The Honorable Ann Claire Williams, US Court of Appeals, 7th Circuit, does not mince words.  “We are all here, in part, because the people that came before us made sacrifices,” she said, surveying the crowd that filled Shearman & Sterling’s second floor conference room in New York. “We all have an obligation, then, to give something back toward the greater good.” 

Invited to speak on January 28th by Lawyers Without Borders, an event hosted by Shearman & Sterling, Judge Williams, a strong believer in public service, talked about her involvement with legal training and educational programs in Africa, urging the audience of mainly young associates to “pursue justice” and to “think globally.”

Introducing her was litigation partner Stephen Fishbein, with whom Judge Williams worked at the International Criminal Tribunal for Rwanda (ICTR) in Arusha, Tanzania, in 2006. Fishbein noted her extraordinary talents as a judge and a teacher, and her inspiring, seemingly limitless, reserves of energy.

Indeed, even a quick perusal of Judge Williams’s judicial duties and domestic advocacy work would make a workaholic blanch.
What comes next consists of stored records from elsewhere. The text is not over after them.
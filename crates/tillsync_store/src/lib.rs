//! # TillSync Store
//!
//! Durable record store, outbox, and config layer for TillSync.
//!
//! This crate is the only place local mutations are physically applied:
//! - Per-table record storage with id lookups
//! - An append-only outbox mirroring every locally-originated write/delete
//! - A config table holding the remote endpoint and per-table sync watermarks
//!
//! Everything is journalled to an opaque [`StorageBackend`] and replayed on
//! open. The sync engine consumes this crate; it never bypasses it.
//!
//! ## Example
//!
//! ```rust
//! use tillsync_store::{Record, RecordStore, Table};
//!
//! let store = RecordStore::in_memory().unwrap();
//! let record = Record::new("p-1").with_field("name", serde_json::json!("Notebook"));
//! store.put(Table::Products, record, true).unwrap();
//!
//! assert_eq!(store.get_all(Table::Products).len(), 1);
//! assert_eq!(store.outbox_len(), 1);
//! ```

#![deny(unsafe_code)]
#![warn(missing_docs)]

mod backend;
mod config;
mod error;
mod file;
mod journal;
mod memory;
mod outbox;
mod record;
mod store;

pub use backend::StorageBackend;
pub use config::{watermark_key, ENDPOINT_KEY};
pub use error::{StoreError, StoreResult};
pub use file::FileBackend;
pub use journal::JournalFrame;
pub use memory::InMemoryBackend;
pub use outbox::{Action, OutboxEntry};
pub use record::{now_millis, Record, Table, ID_FIELD, UPDATED_AT_FIELD};
pub use store::{CompactionStats, RecordStore, StoreStats};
Just a few of her activities include a two-year stint as president of the Federal Judges Association, an organization dedicated to preserving the independence of the federal judiciary, and Chair of the Court Administration and Case Management Committee, where for seven years she was responsible for making policy recommendations in this area for the federal judiciary. She was appointed to the job by Chief Justice Rehnquist of the United States Supreme Court. Additionally, Judge Williams has taught trial advocacy with the National Institute for Trial Advocacy (NITA), the United States’ premier trial advocacy program, for more than 20 years and is also a member of NITA’s board of trustees, as well as co-founder of Minority Legal Education Resources, Inc.

Judge Williams’s commitment to “planting the seeds for hope and change” and her experiences as an African-American attorney and judge (she is the first and only African-American to serve on the Seventh Circuit), are what led her to work in several countries in Africa. In 2002 and 2003, she led delegations to Ghana to train members of the Ghanaian judiciary, where she found judges taking notes by hand during trials because court reporters were then nonexistent. She taught trial and advocacy courses in 2005 and 2006 at the International Criminal Tribunal for Yugoslavia at The Hague and also at the ICTR, in collaboration with Shearman & Sterling attorneys. Moreover, she has co-led a constitutional law conference in Nairobi, Kenya, and organized and led the Kenyan Women’s Trial Advocacy Program in 2007. Working with Lawyers Without Borders, Shearman & Sterling lawyers, and others, she has also conducted trial advocacy training in Liberia.

“It is very difficult when you see such poverty and strife,” Judge Williams remarked. “When people languish in jails for years without being brought to trial and corruption is rampant, it is hard to think of how things can change. But they can. And we can make a difference by working together to create sustainable training programs that really make a difference in people’s lives.”